DATA EXTRACT.
//! The natural-language rule table
//!
//! One immutable, insertion-ordered sequence of tagged records. Categories
//! are listed in evaluation order and rules within a category keep their
//! declaration order; the first rule that matches anywhere in the table
//! wins. Patterns are searched (not anchored) unless they say otherwise.

use serde::{Deserialize, Serialize};
use std::fmt;

/// Intent group a rule belongs to
#[derive(Debug, Clone, Copy, PartialEq, Eq, Hash, Serialize, Deserialize)]
#[serde(rename_all = "snake_case")]
pub enum IntentCategory {
    FileListing,
    DirectoryNavigation,
    DirectoryCreation,
    DirectoryDeletion,
    FileCreation,
    FileOperations,
    FileSearch,
    SystemInfo,
    HelpAndInfo,
}

impl IntentCategory {
    /// Categories in evaluation order
    pub const ALL: [IntentCategory; 9] = [
        IntentCategory::FileListing,
        IntentCategory::DirectoryNavigation,
        IntentCategory::DirectoryCreation,
        IntentCategory::DirectoryDeletion,
        IntentCategory::FileCreation,
        IntentCategory::FileOperations,
        IntentCategory::FileSearch,
        IntentCategory::SystemInfo,
        IntentCategory::HelpAndInfo,
    ];

    pub fn as_str(&self) -> &'static str {
        match self {
            IntentCategory::FileListing => "file_listing",
            IntentCategory::DirectoryNavigation => "directory_navigation",
            IntentCategory::DirectoryCreation => "directory_creation",
            IntentCategory::DirectoryDeletion => "directory_deletion",
            IntentCategory::FileCreation => "file_creation",
            IntentCategory::FileOperations => "file_operations",
            IntentCategory::FileSearch => "file_search",
            IntentCategory::SystemInfo => "system_info",
            IntentCategory::HelpAndInfo => "help_and_info",
        }
    }
}

impl fmt::Display for IntentCategory {
    fn fmt(&self, f: &mut fmt::Formatter<'_>) -> fmt::Result {
        f.write_str(self.as_str())
    }
}

/// How the captured groups of a rule are cleaned and substituted
#[derive(Debug, Clone, Copy, PartialEq, Eq, Hash, Serialize, Deserialize)]
#[serde(rename_all = "snake_case")]
pub enum PlaceholderKind {
    /// `{path}` from group 1, defaults to `.`
    Path,
    /// `{name}` from group 1, required
    Name,
    /// `{source}` and `{dest}` from groups 1 and 2, both required
    SourceDest,
    /// `{target}` from group 1
    Target,
    /// `{file}` from group 1
    File,
    /// `{name}` from group 1 and `{path}` from group 2
    NameAndPath,
    /// Template is used verbatim
    None,
}

/// Static description of one rule
#[derive(Debug, Clone, Copy)]
pub struct RuleSpec {
    pub category: IntentCategory,
    pub pattern: &'static str,
    pub template: &'static str,
    pub kind: PlaceholderKind,
}

const fn rule(
    category: IntentCategory,
    pattern: &'static str,
    template: &'static str,
    kind: PlaceholderKind,
) -> RuleSpec {
    RuleSpec {
        category,
        pattern,
        template,
        kind,
    }
}

use IntentCategory::*;
use PlaceholderKind as K;

/// Every rule, in evaluation order
pub const RULE_TABLE: &[RuleSpec] = &[
    // File listing
    rule(
        FileListing,
        r"^(?:show|list|display)\s+(?:me\s+)?(?:all\s+)?(?:the\s+)?(?:files?|contents?)\s+(?:in\s+)?(?:here|(?:this|the\s+current|current)\s+(?:directory|folder|dir))\s*$",
        "ls",
        K::None,
    ),
    rule(
        FileListing,
        r"(?:show|list|display)\s+(?:me\s+)?(?:the\s+)?(?:files?|contents?|directory)\s*(?:in\s+(.+))?",
        "ls {path}",
        K::Path,
    ),
    rule(
        FileListing,
        r"(?:what'?s|what\s+is)\s+in\s+(?:the\s+)?(.+)\s+(?:directory|folder)",
        "ls {path}",
        K::Path,
    ),
    rule(FileListing, r"list\s+(?:all\s+)?files?\s+in\s+(.+)", "ls {path}", K::Path),
    rule(
        FileListing,
        r"show\s+(?:me\s+)?(?:the\s+)?current\s+directory\s+contents?",
        "ls",
        K::None,
    ),
    // Directory navigation
    rule(
        DirectoryNavigation,
        r"(?:go\s+to|change\s+to|navigate\s+to|enter)\s+(?:the\s+)?(.+)\s+(?:directory|folder)",
        "cd {path}",
        K::Path,
    ),
    rule(DirectoryNavigation, r"cd\s+to\s+(.+)", "cd {path}", K::Path),
    rule(
        DirectoryNavigation,
        r"move\s+to\s+(.+)\s+(?:directory|folder)",
        "cd {path}",
        K::Path,
    ),
    rule(DirectoryNavigation, r"go\s+(?:to\s+)?home", "cd ~", K::None),
    rule(
        DirectoryNavigation,
        r"go\s+back\s+(?:to\s+)?parent\s+(?:directory|folder)",
        "cd ..",
        K::None,
    ),
    // Directory creation
    rule(
        DirectoryCreation,
        r"(?:create|make|mkdir)\s+(?:a\s+)?(?:new\s+)?(?:directory|folder)\s+(?:called\s+|named\s+)?(.+)",
        "mkdir {name}",
        K::Name,
    ),
    rule(DirectoryCreation, r"new\s+(?:directory|folder)\s+(.+)", "mkdir {name}", K::Name),
    rule(DirectoryCreation, r"make\s+(?:directory|folder)\s+(.+)", "mkdir {name}", K::Name),
    rule(
        DirectoryCreation,
        r"(?:create|make)\s+(?:folder|directory)\s+(?:called\s+|named\s+)?(.+)",
        "mkdir {name}",
        K::Name,
    ),
    // Directory deletion
    rule(
        DirectoryDeletion,
        r"(?:remove|delete|rm)\s+(?:the\s+)?(?:directory|folder)\s+(?:called\s+|named\s+)?(.+)",
        "rm -r {target}",
        K::Target,
    ),
    rule(
        DirectoryDeletion,
        r"(?:delete|remove)\s+(?:folder|directory)\s+(.+)",
        "rm -r {target}",
        K::Target,
    ),
    rule(
        DirectoryDeletion,
        r"(?:rm|rmdir)\s+(?:the\s+)?(?:directory|folder)\s+(.+)",
        "rm -r {target}",
        K::Target,
    ),
    rule(
        DirectoryDeletion,
        r"^delete\s+([a-zA-Z_][a-zA-Z0-9_]*)$",
        "rm -rf {target}",
        K::Target,
    ),
    rule(
        DirectoryDeletion,
        r"^remove\s+([a-zA-Z_][a-zA-Z0-9_]*)$",
        "rm -rf {target}",
        K::Target,
    ),
    // File creation
    rule(
        FileCreation,
        r"(?:create|make|touch)\s+(?:a\s+)?(?:new\s+)?file\s+(?:called\s+|named\s+)?(.+)",
        "touch {name}",
        K::Name,
    ),
    rule(FileCreation, r"new\s+file\s+(.+)", "touch {name}", K::Name),
    rule(FileCreation, r"create\s+empty\s+file\s+(.+)", "touch {name}", K::Name),
    // File operations
    rule(FileOperations, r"(?:copy|cp)\s+(.+)\s+to\s+(.+)", "cp {source} {dest}", K::SourceDest),
    rule(
        FileOperations,
        r"(?:move|mv|rename)\s+(.+)\s+to\s+(.+)",
        "mv {source} {dest}",
        K::SourceDest,
    ),
    rule(
        FileOperations,
        r"(?:remove|delete|rm)\s+(?:the\s+)?(?:directory|folder)\s+(?:called\s+|named\s+)?(.+)",
        "rm -r {target}",
        K::Target,
    ),
    rule(
        FileOperations,
        r"(?:remove|delete|rm)\s+(?:the\s+)?file\s+(?:called\s+|named\s+)?(.+)",
        "rm {target}",
        K::Target,
    ),
    rule(FileOperations, r"(?:remove|delete|rm)\s+(?:the\s+)?(.+)", "rm -rf {target}", K::Target),
    rule(
        FileOperations,
        r"(?:show|display|cat)\s+(?:the\s+)?(?:contents?\s+of\s+)?(?:file\s+)?(.+)",
        "cat {file}",
        K::File,
    ),
    // File search
    rule(
        FileSearch,
        r"(?:find|search\s+for|locate)\s+(?:files?\s+)?(?:named\s+|called\s+)?(.+)\s+in\s+(.+)",
        "find {path} {name}",
        K::NameAndPath,
    ),
    rule(
        FileSearch,
        r"(?:find|search\s+for|locate)\s+(?:files?\s+)?(?:named\s+|called\s+)?(.+)",
        "find . {name}",
        K::Name,
    ),
    rule(FileSearch, r"where\s+is\s+(?:the\s+)?(?:file\s+)?(.+)", "find . {name}", K::Name),
    // System information
    rule(
        SystemInfo,
        r"(?:show|display|what'?s)\s+(?:the\s+)?(?:current\s+)?(?:working\s+)?directory",
        "pwd",
        K::None,
    ),
    rule(SystemInfo, r"where\s+am\s+i", "pwd", K::None),
    rule(SystemInfo, r"(?:show|list)\s+(?:running\s+)?processes", "ps aux", K::None),
    rule(SystemInfo, r"(?:what\s+)?processes\s+are\s+running", "ps aux", K::None),
    rule(
        SystemInfo,
        r"(?:show|display)\s+(?:system\s+)?(?:memory|ram)\s+usage",
        "free -h",
        K::None,
    ),
    rule(SystemInfo, r"(?:show|display)\s+disk\s+(?:space|usage)", "df -h", K::None),
    rule(SystemInfo, r"(?:show|display)\s+system\s+uptime", "uptime", K::None),
    rule(SystemInfo, r"who\s+(?:am\s+)?i", "whoami", K::None),
    rule(SystemInfo, r"what\s+(?:system|os)\s+am\s+i\s+(?:on|running)", "uname -a", K::None),
    // Help and information
    rule(
        HelpAndInfo,
        r"(?:help|what\s+can\s+(?:i|you)\s+do|show\s+(?:me\s+)?(?:available\s+)?commands)",
        "help",
        K::None,
    ),
    rule(HelpAndInfo, r"(?:show|display)\s+(?:command\s+)?history", "history", K::None),
    rule(HelpAndInfo, r"clear\s+(?:the\s+)?(?:screen|terminal)", "clear", K::None),
];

HOW TO COMPLETE THIS TASK.
How many lines of the listing above hold the string "evaluation"? Answer with the number alone.

RESPONSE TO THIS EXERCISE.
3